[[ Exercise data, beginning ]]

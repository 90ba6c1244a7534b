// Copyright 2022-2023 VMware, Inc.
// SPDX-License-Identifier: BSD-2-Clause

//! The AST for terms, sorts, and k-variable applications.

use std::collections::{BTreeMap, BTreeSet};
use std::fmt;

use serde::{Deserialize, Serialize};

/// An identifier. Symbols produced by the unroller's renamer carry a numeric
/// suffix separated by `!` (see [`suffixed`] and [`split_suffix`]); all other
/// symbols are opaque.
pub type Symbol = String;

/// The distinguished symbol naming the implicit argument position of a
/// k-variable. Candidate solutions are expressed in terms of it.
pub const VV: &str = "VV";

/// Attach a numeric rename suffix to a base symbol.
pub fn suffixed(base: &str, n: usize) -> Symbol {
    format!("{base}!{n}")
}

/// Split a symbol into its base and rename suffix, if it has one.
pub fn split_suffix(sym: &str) -> Option<(&str, usize)> {
    let (base, suffix) = sym.rsplit_once('!')?;
    let n = suffix.parse().ok()?;
    Some((base, n))
}

/// Unary operators
#[allow(missing_docs)]
#[derive(PartialEq, Eq, Clone, Copy, Debug, Hash, PartialOrd, Ord, Serialize, Deserialize)]
pub enum UOp {
    Not,
    /// Arithmetic negation
    Neg,
}

/// Binary logical operators
#[allow(missing_docs)]
#[derive(PartialEq, Eq, Clone, Copy, Debug, Hash, PartialOrd, Ord, Serialize, Deserialize)]
pub enum BinOp {
    Equals,
    NotEquals,
    Implies,
    Iff,
}

/// N-ary logical operators
#[allow(missing_docs)]
#[derive(PartialEq, Eq, Clone, Copy, Debug, Hash, PartialOrd, Ord, Serialize, Deserialize)]
pub enum NOp {
    And,
    Or,
}

/// Binary arithmetic operators
#[allow(missing_docs)]
#[derive(PartialEq, Eq, Clone, Copy, Debug, Hash, PartialOrd, Ord, Serialize, Deserialize)]
pub enum NumOp {
    Add,
    Sub,
    Mul,
    Div,
    Mod,
}

/// Binary arithmetic relations. Equality and disequality are [`BinOp`]s.
#[allow(missing_docs)]
#[derive(PartialEq, Eq, Clone, Copy, Debug, Hash, PartialOrd, Ord, Serialize, Deserialize)]
pub enum NumRel {
    Lt,
    Leq,
    Gt,
    Geq,
}

/// A monomorphic sort tag, used for declaring symbols to the SMT solver.
#[allow(missing_docs)]
#[derive(PartialEq, Eq, Clone, Debug, Hash, PartialOrd, Ord, Serialize, Deserialize)]
pub enum Sort {
    Bool,
    Int,
    Real,
    Named(String),
}

impl Sort {
    /// Smart constructor for a named sort.
    pub fn named<S: AsRef<str>>(s: S) -> Self {
        Self::Named(s.as_ref().to_string())
    }
}

impl fmt::Display for Sort {
    fn fmt(&self, f: &mut fmt::Formatter<'_>) -> fmt::Result {
        match self {
            Sort::Bool => write!(f, "Bool"),
            Sort::Int => write!(f, "Int"),
            Sort::Real => write!(f, "Real"),
            Sort::Named(s) => write!(f, "{s}"),
        }
    }
}

/// A constant term.
#[derive(PartialEq, Eq, Clone, Debug, Hash, PartialOrd, Ord, Serialize, Deserialize)]
pub enum Constant {
    /// An integer constant
    Int(i64),
    /// A real constant, kept in its decimal rendering so equality stays
    /// structural
    Real(String),
    /// An interpreted literal of a named sort
    Lit(String, Sort),
}

impl fmt::Display for Constant {
    fn fmt(&self, f: &mut fmt::Formatter<'_>) -> fmt::Result {
        match self {
            Constant::Int(i) => write!(f, "{i}"),
            Constant::Real(r) => write!(f, "{r}"),
            Constant::Lit(l, _) => write!(f, "{l}"),
        }
    }
}

/// An unknown predicate variable, to be solved for.
#[derive(PartialEq, Eq, Clone, Debug, Hash, PartialOrd, Ord, Serialize, Deserialize)]
pub struct KVar(pub String);

impl KVar {
    /// Smart constructor taking the k-variable's name by reference.
    pub fn new<S: AsRef<str>>(s: S) -> Self {
        Self(s.as_ref().to_string())
    }
}

impl fmt::Display for KVar {
    fn fmt(&self, f: &mut fmt::Formatter<'_>) -> fmt::Result {
        write!(f, "${}", self.0)
    }
}

/// A finite mapping from symbols to expressions, applied to k-variable
/// occurrences. Keys are unique; iteration order is the key order.
pub type Subst = BTreeMap<Symbol, Expr>;

/// A binder for the existential quantifier
#[derive(PartialEq, Eq, Clone, Debug, Hash, PartialOrd, Ord, Serialize, Deserialize)]
pub struct Binder {
    /// Bound name
    pub name: Symbol,
    /// Sort for this binder
    pub sort: Sort,
}

impl Binder {
    /// Smart constructor for a Binder that takes arguments by reference.
    pub fn new<N: AsRef<str>>(name: N, sort: &Sort) -> Self {
        Binder {
            name: name.as_ref().to_string(),
            sort: sort.clone(),
        }
    }
}

/// A first-order term over uninterpreted functions, linear arithmetic, and
/// k-variable applications.
#[derive(PartialEq, Eq, Clone, Debug, Hash, PartialOrd, Ord, Serialize, Deserialize)]
pub enum Expr {
    /// A constant true or false
    Literal(bool),
    /// A constant value
    Constant(Constant),
    /// A reference to a variable
    Var(Symbol),
    /// An applied unary operation
    UnaryOp(UOp, Box<Expr>),
    /// An applied binary logical operation
    BinOp(BinOp, Box<Expr>, Box<Expr>),
    /// An applied n-ary logical operation
    NAryOp(NOp, Vec<Expr>),
    /// An applied binary arithmetic operation
    NumOp(NumOp, Box<Expr>, Box<Expr>),
    /// An applied arithmetic relation
    NumRel(NumRel, Box<Expr>, Box<Expr>),
    /// If-then-else
    Ite {
        /// A boolean conditional
        cond: Box<Expr>,
        /// Value when `cond` is true
        then: Box<Expr>,
        /// Value when `cond` is false
        else_: Box<Expr>,
    },
    /// Application of an uninterpreted function symbol
    App(Symbol, Vec<Expr>),
    /// Application `K[σ]` of a k-variable to a substitution
    KVar(KVar, Subst),
    /// An existential quantifier
    #[allow(missing_docs)]
    Exists {
        binders: Vec<Binder>,
        body: Box<Expr>,
    },
    /// Marks its argument as a Craig-interpolation cut point. Produced only by
    /// the query serializer.
    Interp(Box<Expr>),
}

impl Expr {
    /// Flatten an n-ary operation one level deep.
    fn flatten_nary(self) -> Self {
        match self {
            Self::NAryOp(op, es) => {
                let new_es = es
                    .into_iter()
                    .flat_map(|e| match e {
                        Self::NAryOp(op2, es2) if op == op2 => es2,
                        _ => vec![e],
                    })
                    .collect();
                Self::NAryOp(op, new_es)
            }
            _ => self,
        }
    }

    /// Smart constructor for a variable reference
    pub fn var<S: AsRef<str>>(s: S) -> Self {
        Self::Var(s.as_ref().to_string())
    }

    /// Smart constructor for an integer constant
    pub fn int(i: i64) -> Self {
        Self::Constant(Constant::Int(i))
    }

    /// Smart constructor for function applications
    pub fn app(f: &str, args: &[Expr]) -> Self {
        Self::App(f.to_string(), args.to_vec())
    }

    /// Smart constructor equivalent to the conjunction of an iterator of terms
    pub fn and<I>(es: I) -> Self
    where
        I: IntoIterator,
        I::IntoIter: Iterator<Item = Expr>,
    {
        let mut es: Vec<Expr> = es.into_iter().collect();
        if es.is_empty() {
            return Expr::Literal(true);
        } else if es.len() == 1 {
            return es.pop().unwrap();
        }
        Self::NAryOp(NOp::And, es).flatten_nary()
    }

    /// Smart constructor equivalent to the disjunction of an iterator of terms
    pub fn or<I>(es: I) -> Self
    where
        I: IntoIterator,
        I::IntoIter: Iterator<Item = Expr>,
    {
        let mut es: Vec<Expr> = es.into_iter().collect();
        if es.is_empty() {
            return Expr::Literal(false);
        } else if es.len() == 1 {
            return es.pop().unwrap();
        }
        Self::NAryOp(NOp::Or, es).flatten_nary()
    }

    /// Convenience function to create `lhs = rhs`
    pub fn equals(lhs: Expr, rhs: Expr) -> Self {
        Self::BinOp(BinOp::Equals, Box::new(lhs), Box::new(rhs))
    }

    /// Convenience function to create `lhs => rhs`
    pub fn implies(lhs: Expr, rhs: Expr) -> Self {
        Self::BinOp(BinOp::Implies, Box::new(lhs), Box::new(rhs))
    }

    /// Convenience function to create `lhs <=> rhs`
    pub fn iff(lhs: Expr, rhs: Expr) -> Self {
        Self::BinOp(BinOp::Iff, Box::new(lhs), Box::new(rhs))
    }

    /// Convenience function to create `!e`
    pub fn negate(e: Expr) -> Self {
        Self::UnaryOp(UOp::Not, Box::new(e))
    }

    /// Whether this expression contains any k-variable application.
    pub fn has_kvars(&self) -> bool {
        match self {
            Expr::KVar(..) => true,
            Expr::Literal(_) | Expr::Constant(_) | Expr::Var(_) => false,
            Expr::UnaryOp(_, e) | Expr::Interp(e) => e.has_kvars(),
            Expr::BinOp(_, a, b) | Expr::NumOp(_, a, b) | Expr::NumRel(_, a, b) => {
                a.has_kvars() || b.has_kvars()
            }
            Expr::NAryOp(_, es) | Expr::App(_, es) => es.iter().any(|e| e.has_kvars()),
            Expr::Ite { cond, then, else_ } => {
                cond.has_kvars() || then.has_kvars() || else_.has_kvars()
            }
            Expr::Exists { body, .. } => body.has_kvars(),
        }
    }

    /// Collect the free symbols of this expression. Function symbols count
    /// (they must be declared to the solver); the keys of a k-variable
    /// substitution do not (they name formal parameters), but its values
    /// contribute.
    pub fn free_symbols(&self) -> BTreeSet<Symbol> {
        fn go(e: &Expr, bound: &im::HashSet<Symbol>, out: &mut BTreeSet<Symbol>) {
            match e {
                Expr::Literal(_) | Expr::Constant(_) => (),
                Expr::Var(s) => {
                    if !bound.contains(s) {
                        out.insert(s.clone());
                    }
                }
                Expr::UnaryOp(_, e) | Expr::Interp(e) => go(e, bound, out),
                Expr::BinOp(_, a, b) | Expr::NumOp(_, a, b) | Expr::NumRel(_, a, b) => {
                    go(a, bound, out);
                    go(b, bound, out);
                }
                Expr::NAryOp(_, es) => es.iter().for_each(|e| go(e, bound, out)),
                Expr::Ite { cond, then, else_ } => {
                    go(cond, bound, out);
                    go(then, bound, out);
                    go(else_, bound, out);
                }
                Expr::App(f, es) => {
                    if !bound.contains(f) {
                        out.insert(f.clone());
                    }
                    es.iter().for_each(|e| go(e, bound, out));
                }
                Expr::KVar(_, subst) => subst.values().for_each(|e| go(e, bound, out)),
                Expr::Exists { binders, body } => {
                    let mut bound = bound.clone();
                    bound.extend(binders.iter().map(|b| b.name.clone()));
                    go(body, &bound, out);
                }
            }
        }
        let mut out = BTreeSet::new();
        go(self, &im::HashSet::new(), &mut out);
        out
    }
}

#[cfg(test)]
mod tests {
    use super::*;

    #[test]
    fn test_smart_constructors() {
        assert_eq!(Expr::and([]), Expr::Literal(true));
        assert_eq!(Expr::or([]), Expr::Literal(false));
        assert_eq!(Expr::and([Expr::var("x")]), Expr::var("x"));
        // one-level flattening of nested conjunctions
        let nested = Expr::and([Expr::and([Expr::var("a"), Expr::var("b")]), Expr::var("c")]);
        assert_eq!(
            nested,
            Expr::NAryOp(
                NOp::And,
                vec![Expr::var("a"), Expr::var("b"), Expr::var("c")]
            )
        );
    }

    #[test]
    fn test_suffix_roundtrip() {
        assert_eq!(suffixed("x", 3), "x!3");
        assert_eq!(split_suffix("x!3"), Some(("x", 3)));
        assert_eq!(split_suffix("x"), None);
        assert_eq!(split_suffix("SUB!10"), Some(("SUB", 10)));
        // only the last separator counts
        assert_eq!(split_suffix("x!1!2"), Some(("x!1", 2)));
    }

    #[test]
    fn test_free_symbols() {
        let mut subst = Subst::new();
        subst.insert("k".to_string(), Expr::var("n"));
        let e = Expr::and([
            Expr::NumRel(
                NumRel::Leq,
                Box::new(Expr::var("x")),
                Box::new(Expr::app("f", &[Expr::var("y")])),
            ),
            Expr::KVar(KVar::new("k0"), subst),
            Expr::Exists {
                binders: vec![Binder::new("z", &Sort::Int)],
                body: Box::new(Expr::equals(Expr::var("z"), Expr::var("w"))),
            },
        ]);
        let free: Vec<_> = e.free_symbols().into_iter().collect();
        // "k" is a formal parameter name, "z" is bound
        assert_eq!(free, vec!["f", "n", "w", "x", "y"]);
    }
}
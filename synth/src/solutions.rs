// Copyright 2022-2023 VMware, Inc.
// SPDX-License-Identifier: BSD-2-Clause

//! Rehydrating tree interpolants into per-k-variable candidate predicates.

use std::collections::BTreeMap;

use logic::subst::substitute;
use logic::syntax::{Expr, KVar, Subst, VV};

use crate::unroll::{InterpQuery, OccInfo, UnrollState};

/// A tree interpolant: the skeleton of an expanded query tree with the
/// solver's interpolant at every node. The root carries `false` (the
/// conjunction of the whole tree is unsatisfiable).
#[derive(Debug, Clone, PartialEq, Eq)]
pub struct TreeInterp {
    /// The occurrence this node was generated from, if any
    pub info: Option<OccInfo>,
    /// The interpolant at this cut
    pub interp: Expr,
    /// Child cuts
    pub children: Vec<TreeInterp>,
}

/// Attach the interpolant stream returned by the solver to an expanded query
/// tree, preserving its skeleton and `info` tags exactly.
///
/// The stream lists one interpolant per And-node other than the root, in
/// pre-order (a node's interpolant precedes its children's, siblings left to
/// right) matching the order of cut markers in the emitted formula.
///
/// Panics if the stream is shorter than the tree; the driver has already
/// checked the count against the number of cut markers.
pub fn attach_interps(tree: &InterpQuery, interps: &[Expr]) -> TreeInterp {
    fn go(tree: &InterpQuery, interps: &[Expr], next: &mut usize, root: bool) -> TreeInterp {
        let InterpQuery::And {
            info,
            children,
            ..
        } = tree
        else {
            panic!("attach_interps expects an expanded (Or-free) query tree");
        };
        let interp = if root {
            Expr::Literal(false)
        } else {
            let e = interps[*next].clone();
            *next += 1;
            e
        };
        TreeInterp {
            info: info.clone(),
            interp,
            children: children
                .iter()
                .map(|c| go(c, interps, next, false))
                .collect(),
        }
    }
    let mut next = 0;
    go(tree, interps, &mut next, true)
}

/// Replace every free variable whose name parses as an integer with the
/// corresponding integer constant.
///
/// The upstream encoding turns integer constants into symbol names in some
/// positions; this reverses that. It is unsound if the input genuinely binds
/// a variable named like `17`, which the encoding never produces.
pub fn numberify(e: &Expr) -> Expr {
    match e {
        Expr::Var(s) => match s.parse::<i64>() {
            Ok(i) => Expr::int(i),
            Err(_) => e.clone(),
        },
        Expr::Literal(_) | Expr::Constant(_) => e.clone(),
        Expr::UnaryOp(op, a) => Expr::UnaryOp(*op, Box::new(numberify(a))),
        Expr::BinOp(op, a, b) => {
            Expr::BinOp(*op, Box::new(numberify(a)), Box::new(numberify(b)))
        }
        Expr::NAryOp(op, es) => Expr::NAryOp(*op, es.iter().map(numberify).collect()),
        Expr::NumOp(op, a, b) => {
            Expr::NumOp(*op, Box::new(numberify(a)), Box::new(numberify(b)))
        }
        Expr::NumRel(rel, a, b) => {
            Expr::NumRel(*rel, Box::new(numberify(a)), Box::new(numberify(b)))
        }
        Expr::Ite { cond, then, else_ } => Expr::Ite {
            cond: Box::new(numberify(cond)),
            then: Box::new(numberify(then)),
            else_: Box::new(numberify(else_)),
        },
        Expr::App(f, es) => Expr::App(f.clone(), es.iter().map(numberify).collect()),
        Expr::KVar(k, sigma) => Expr::KVar(
            k.clone(),
            sigma
                .iter()
                .map(|(key, v)| (key.clone(), numberify(v)))
                .collect(),
        ),
        Expr::Exists { binders, body } => Expr::Exists {
            binders: binders.clone(),
            body: Box::new(numberify(body)),
        },
        Expr::Interp(a) => Expr::Interp(Box::new(numberify(a))),
    }
}

/// Walk a tree interpolant top-down and collect, for each tagged node, a
/// candidate predicate for its k-variable: the interpolant with every fresh
/// symbol replaced by the original it stands for and the occurrence's value
/// symbol rehydrated to *vv*.
pub fn extract_candidates(
    tree: &TreeInterp,
    state: &UnrollState,
    candidates: &mut BTreeMap<KVar, Vec<Expr>>,
) {
    let undo: Subst = state
        .subs
        .iter()
        .map(|(fresh, orig)| (fresh.clone(), Expr::var(orig)))
        .collect();
    walk(tree, state, &undo, candidates);
}

fn walk(
    tree: &TreeInterp,
    state: &UnrollState,
    undo: &Subst,
    candidates: &mut BTreeMap<KVar, Vec<Expr>>,
) {
    if let Some(OccInfo { kvar, sym }) = &tree.info {
        let e = numberify(&substitute(&tree.interp, undo));
        let mut vv_sub = Subst::new();
        vv_sub.insert(state.original(sym), Expr::var(VV));
        let e = substitute(&e, &vv_sub);
        candidates.entry(kvar.clone()).or_default().push(e);
    }
    for child in &tree.children {
        walk(child, state, undo, candidates);
    }
}

#[cfg(test)]
mod tests {
    use super::*;
    use logic::syntax::NumRel;

    fn geq(a: Expr, b: Expr) -> Expr {
        Expr::NumRel(NumRel::Geq, Box::new(a), Box::new(b))
    }

    #[test]
    fn test_numberify() {
        let e = geq(Expr::var("17"), Expr::var("x"));
        assert_eq!(numberify(&e), geq(Expr::int(17), Expr::var("x")));
        // negative renderings parse too
        assert_eq!(numberify(&Expr::var("-3")), Expr::int(-3));
        // non-numeric names survive
        assert_eq!(numberify(&Expr::var("x1")), Expr::var("x1"));
    }

    #[test]
    fn test_attach_preserves_skeleton() {
        use crate::unroll::InterpQuery;
        let tree = InterpQuery::And {
            info: None,
            expr: Expr::var("root"),
            children: vec![
                InterpQuery::And {
                    info: None,
                    expr: Expr::var("a"),
                    children: vec![InterpQuery::And {
                        info: None,
                        expr: Expr::var("b"),
                        children: vec![],
                    }],
                },
                InterpQuery::And {
                    info: None,
                    expr: Expr::var("c"),
                    children: vec![],
                },
            ],
        };
        let interps = [Expr::var("i0"), Expr::var("i1"), Expr::var("i2")];
        let ti = attach_interps(&tree, &interps);
        assert_eq!(ti.interp, Expr::Literal(false));
        // pre-order: first child, its child, then the second child
        assert_eq!(ti.children[0].interp, Expr::var("i0"));
        assert_eq!(ti.children[0].children[0].interp, Expr::var("i1"));
        assert_eq!(ti.children[1].interp, Expr::var("i2"));
    }
}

[[ Exercise data, end ]]

### Assignment
Every line that holds the word "they" should be copied from the records above.

### Task solution
    /// (they must be declared to the solver); the keys of a k-variable
    /// substitution do not (they name formal parameters), but its values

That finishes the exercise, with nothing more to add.